Segment Open

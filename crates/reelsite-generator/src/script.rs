//! Client-side behavior shipped as `js/main.js`.
//!
//! The script is identical for every site; only the stylesheet varies.

/// Sidebar toggle, image-error fallback, slider navigation and fullscreen toggle.
pub const MAIN_JS: &str = r#"(function () {
    'use strict';

    function initSidebar() {
        var toggle = document.querySelector('.sidebar-toggle');
        var sidebar = document.getElementById('sidebar');
        var overlay = document.querySelector('.sidebar-overlay');
        if (!toggle || !sidebar) return;

        function setOpen(open) {
            sidebar.classList.toggle('open', open);
            document.body.classList.toggle('sidebar-open', open);
            if (overlay) overlay.classList.toggle('visible', open);
            toggle.setAttribute('aria-expanded', open ? 'true' : 'false');
        }

        toggle.addEventListener('click', function () {
            setOpen(!sidebar.classList.contains('open'));
        });
        if (overlay) {
            overlay.addEventListener('click', function () { setOpen(false); });
        }
        document.addEventListener('keydown', function (e) {
            if (e.key === 'Escape') setOpen(false);
        });
    }

    function initImageFallback() {
        document.querySelectorAll('img[data-fallback]').forEach(function (img) {
            function fallback() {
                img.removeAttribute('data-fallback');
                img.classList.add('img-fallback');
                img.removeAttribute('src');
                img.setAttribute('alt', img.getAttribute('alt') || '');
            }
            if (img.complete && img.naturalWidth === 0 && img.getAttribute('src')) {
                fallback();
            } else {
                img.addEventListener('error', fallback, { once: true });
            }
        });
    }

    function initSliders() {
        document.querySelectorAll('[data-slider]').forEach(function (slider) {
            var track = slider.querySelector('.slider-track');
            var prev = slider.querySelector('.slider-prev');
            var next = slider.querySelector('.slider-next');
            if (!track) return;

            function step() {
                var card = track.firstElementChild;
                return card ? card.getBoundingClientRect().width + 24 : track.clientWidth;
            }
            if (prev) {
                prev.addEventListener('click', function () {
                    track.scrollBy({ left: -step(), behavior: 'smooth' });
                });
            }
            if (next) {
                next.addEventListener('click', function () {
                    track.scrollBy({ left: step(), behavior: 'smooth' });
                });
            }
        });
    }

    function initFullscreen() {
        document.querySelectorAll('[data-fullscreen-target]').forEach(function (button) {
            var target = document.getElementById(button.getAttribute('data-fullscreen-target'));
            if (!target) return;

            button.addEventListener('click', function () {
                if (document.fullscreenElement) {
                    document.exitFullscreen();
                } else if (target.requestFullscreen) {
                    target.requestFullscreen();
                } else if (target.webkitRequestFullscreen) {
                    target.webkitRequestFullscreen();
                }
            });
            document.addEventListener('fullscreenchange', function () {
                button.textContent = document.fullscreenElement ? 'Exit Fullscreen' : 'Fullscreen';
            });
        });
    }

    document.addEventListener('DOMContentLoaded', function () {
        initSidebar();
        initImageFallback();
        initSliders();
        initFullscreen();
    });
})();
"#;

Segment Closed

Output every entry exactly.

▶ **Solution to the problem**:
filename crates/reelsite-generator/src/script.rs
//! Client-side behavior shipped as `js/main.js`.
//!
//! The script is identical for every site; only the stylesheet varies.

/// Sidebar toggle, image-error fallback, slider navigation and fullscreen toggle.
pub const MAIN_JS: &str = r#"(function () {
    'use strict';

    function initSidebar() {
        var toggle = document.querySelector('.sidebar-toggle');
        var sidebar = document.getElementById('sidebar');
        var overlay = document.querySelector('.sidebar-overlay');
        if (!toggle || !sidebar) return;

        function setOpen(open) {
            sidebar.classList.toggle('open', open);
            document.body.classList.toggle('sidebar-open', open);
            if (overlay) overlay.classList.toggle('visible', open);
            toggle.setAttribute('aria-expanded', open ? 'true' : 'false');
        }

        toggle.addEventListener('click', function () {
            setOpen(!sidebar.classList.contains('open'));
        });
        if (overlay) {
            overlay.addEventListener('click', function () { setOpen(false); });
        }
        document.addEventListener('keydown', function (e) {
            if (e.key === 'Escape') setOpen(false);
        });
    }

    function initImageFallback() {
        document.querySelectorAll('img[data-fallback]').forEach(function (img) {
            function fallback() {
                img.removeAttribute('data-fallback');
                img.classList.add('img-fallback');
                img.removeAttribute('src');
                img.setAttribute('alt', img.getAttribute('alt') || '');
            }
            if (img.complete && img.naturalWidth === 0 && img.getAttribute('src')) {
                fallback();
            } else {
                img.addEventListener('error', fallback, { once: true });
            }
        });
    }

    function initSliders() {
        document.querySelectorAll('[data-slider]').forEach(function (slider) {
            var track = slider.querySelector('.slider-track');
            var prev = slider.querySelector('.slider-prev');
            var next = slider.querySelector('.slider-next');
            if (!track) return;

            function step() {
                var card = track.firstElementChild;
                return card ? card.getBoundingClientRect().width + 24 : track.clientWidth;
            }
            if (prev) {
                prev.addEventListener('click', function () {
                    track.scrollBy({ left: -step(), behavior: 'smooth' });
                });
            }
            if (next) {
                next.addEventListener('click', function () {
                    track.scrollBy({ left: step(), behavior: 'smooth' });
                });
            }
        });
    }

    function initFullscreen() {
        document.querySelectorAll('[data-fullscreen-target]').forEach(function (button) {
            var target = document.getElementById(button.getAttribute('data-fullscreen-target'));
            if (!target) return;

            button.addEventListener('click', function () {
                if (document.fullscreenElement) {
                    document.exitFullscreen();
                } else if (target.requestFullscreen) {
                    target.requestFullscreen();
                } else if (target.webkitRequestFullscreen) {
                    target.webkitRequestFullscreen();
                }
            });
            document.addEventListener('fullscreenchange', function () {
                button.textContent = document.fullscreenElement ? 'Exit Fullscreen' : 'Fullscreen';
            });
        });
    }

    document.addEventListener('DOMContentLoaded', function () {
        initSidebar();
        initImageFallback();
        initSliders();
        initFullscreen();
    });
})();
"#;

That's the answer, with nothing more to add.